┌─ Input

//! The boundary to the store's wire protocol.
//!
//! Everything above this module only relies on the two call shapes of
//! [`Transport`], which keeps the retry and watch logic independent of how
//! requests are encoded.

mod http;

pub use http::HttpTransport;

use std::future::Future;
use std::time::Duration;

use crate::endpoint::Endpoint;
use crate::operation::{Operation, Polled, Response};
use crate::Result;

pub trait Transport: Send + Sync + 'static {
    /// Issue a one-shot request (get, set or delete) to `endpoint`.
    ///
    /// Must give up with a [`crate::Error::Transport`] once `timeout` has
    /// elapsed. [`crate::OperationKind::WatchNext`] is not a one-shot request
    /// and is refused with [`crate::Error::UnsupportedOperation`].
    fn call(
        &self,
        operation: &Operation,
        endpoint: &Endpoint,
        timeout: Duration,
    ) -> impl Future<Output = Result<Response>> + Send;

    /// Long-poll `endpoint` for the next change of `key` at or after
    /// `wait_index`.
    ///
    /// Returns [`Polled::Quiet`] when `window` elapses without a change: the
    /// endpoint is fine, there was just nothing to report.
    fn watch_next(
        &self,
        key: &str,
        wait_index: Option<u64>,
        endpoint: &Endpoint,
        window: Duration,
    ) -> impl Future<Output = Result<Polled>> + Send;
}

└─

[Exercise] Word for word, copy out the data.

[Exercise solution]
//! The boundary to the store's wire protocol.
//!
//! Everything above this module only relies on the two call shapes of
//! [`Transport`], which keeps the retry and watch logic independent of how
//! requests are encoded.

mod http;

pub use http::HttpTransport;

use std::future::Future;
use std::time::Duration;

use crate::endpoint::Endpoint;
use crate::operation::{Operation, Polled, Response};
use crate::Result;

pub trait Transport: Send + Sync + 'static {
    /// Issue a one-shot request (get, set or delete) to `endpoint`.
    ///
    /// Must give up with a [`crate::Error::Transport`] once `timeout` has
    /// elapsed. [`crate::OperationKind::WatchNext`] is not a one-shot request
    /// and is refused with [`crate::Error::UnsupportedOperation`].
    fn call(
        &self,
        operation: &Operation,
        endpoint: &Endpoint,
        timeout: Duration,
    ) -> impl Future<Output = Result<Response>> + Send;

    /// Long-poll `endpoint` for the next change of `key` at or after
    /// `wait_index`.
    ///
    /// Returns [`Polled::Quiet`] when `window` elapses without a change: the
    /// endpoint is fine, there was just nothing to report.
    fn watch_next(
        &self,
        key: &str,
        wait_index: Option<u64>,
        endpoint: &Endpoint,
        window: Duration,
    ) -> impl Future<Output = Result<Polled>> + Send;
}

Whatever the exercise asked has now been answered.